All you’re doing is trying to save face here by putting words into my mouth. “React is transpiled into JavaScript!” Yes, obviously. That’s why I said you don’t serve React: you serve JavaScript, which React code becomes as its served to the end user. And HTMX already is JavaScript, which you would not transpile because you can’t. Because, and I guess you didn’t see the bolded letters in my previous comment: it’s already a JavaScript library. And you also clearly don’t understand how CSP is enforced within the browser, as I’ve literally proven that your “security concerns” for HTMX are only an issue if you have no idea how CSP even works or is controlled, or even how fucking HTTP requests work in the browser. Hell, I even provided links. Did you provide links? No. You didn’t. You sat here and filled your diaper like the baby you are once I explained to you how HTMX actually works and you were just so. fucking. embarrassed. that you couldn’t even imagine being a grownup and just admitting you’ve been talking out of your ass about something you don’t understand. You just pivoted to insults because you don’t have any real evidence to support your assertions: no explanation for how HTMX violates CSP, no demonstrable vulnerabilities, no real explanation for how this one client-side JavaScript library can bypass CSP when thousands of others can’t. You can’t even explain how you think HTMX does what it does, because you have no fucking clue. All you do have is your ignorance and impotent rage at someone proving, exhaustively, that you are desperately and pathetically out of your depth.
Honestly, I pray for your organization’s sake you’re just a very underqualified intern they’re stuck with until they can kick you out at the end of semester and tell you to go pound sand and beg some dogshit tier company for a job as a scriptmonkey, because if they aren’t, you’re going to actively make everything you touch worse because you don’t actually understand how any of it works and when someone tells you you’re doing it wrong or have made mistakes you’re just going to double down until you get made to sit in a corner and let a big boy fix it.
It turns out the language you use can be semantically ambiguous or misleading if you phrase it incorrectly. Today you learned.

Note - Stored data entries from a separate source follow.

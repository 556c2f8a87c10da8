use std::sync::Arc;

use paperpost::DisplayService;

#[derive(Clone)]
pub struct AppState {
    pub service: Arc<DisplayService>,
}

Oh, did you finally manage to fucking Google how HTMX works so you could fish for more reasons to say it’s unsafe? What you’re describing is not a particular concern to HTMX. If an attacker can inject HTML into your page (for example, through an XSS vulnerability), they could potentially set up HTMX attributes to make requests to any endpoint, including endpoints designed to collect sensitive information. But, and this is very important, this is not a unique issue to HTMX; it’s a general security concern related to XSS vulnerabilities and improper CSP configurations.
Do you know what the correct cure for that is?
PROPER CSP CONFIGURATION.
Do you genuinely not understand that CSP works on the browser API level? It doesn’t check to see if your JavaScript contains reference to disallowed endpoints and then prevents it from running. I don’t know how you “think” CSP operates, but what happens is this: The browser exposes an API to allow JavaScript to make HTTP requests - specifically XMLHttpRequest and fetch(). What CSP does is tell the browser “Hey, if you get an API request via XMLHttpRequest or fetch to a disallowed endpoint, don’t fucking issue it.” That’s it. HTMX does not magically bypass the underlying CSP mechanism, because those directives operate on a level beyond HTMX’s (or any JS library’s) influence BY DESIGN. You cannot bypass if it if’s properly configured. Two very serious questions: what part of this is confusing to you? And, have you ever tested this yourself in any capacity to even see if what you’re claiming is even true? Because I have tested it and CSP will block ANY HTMX issued request that is not allowed by CSP’s connect-src directive, assuming that’s set.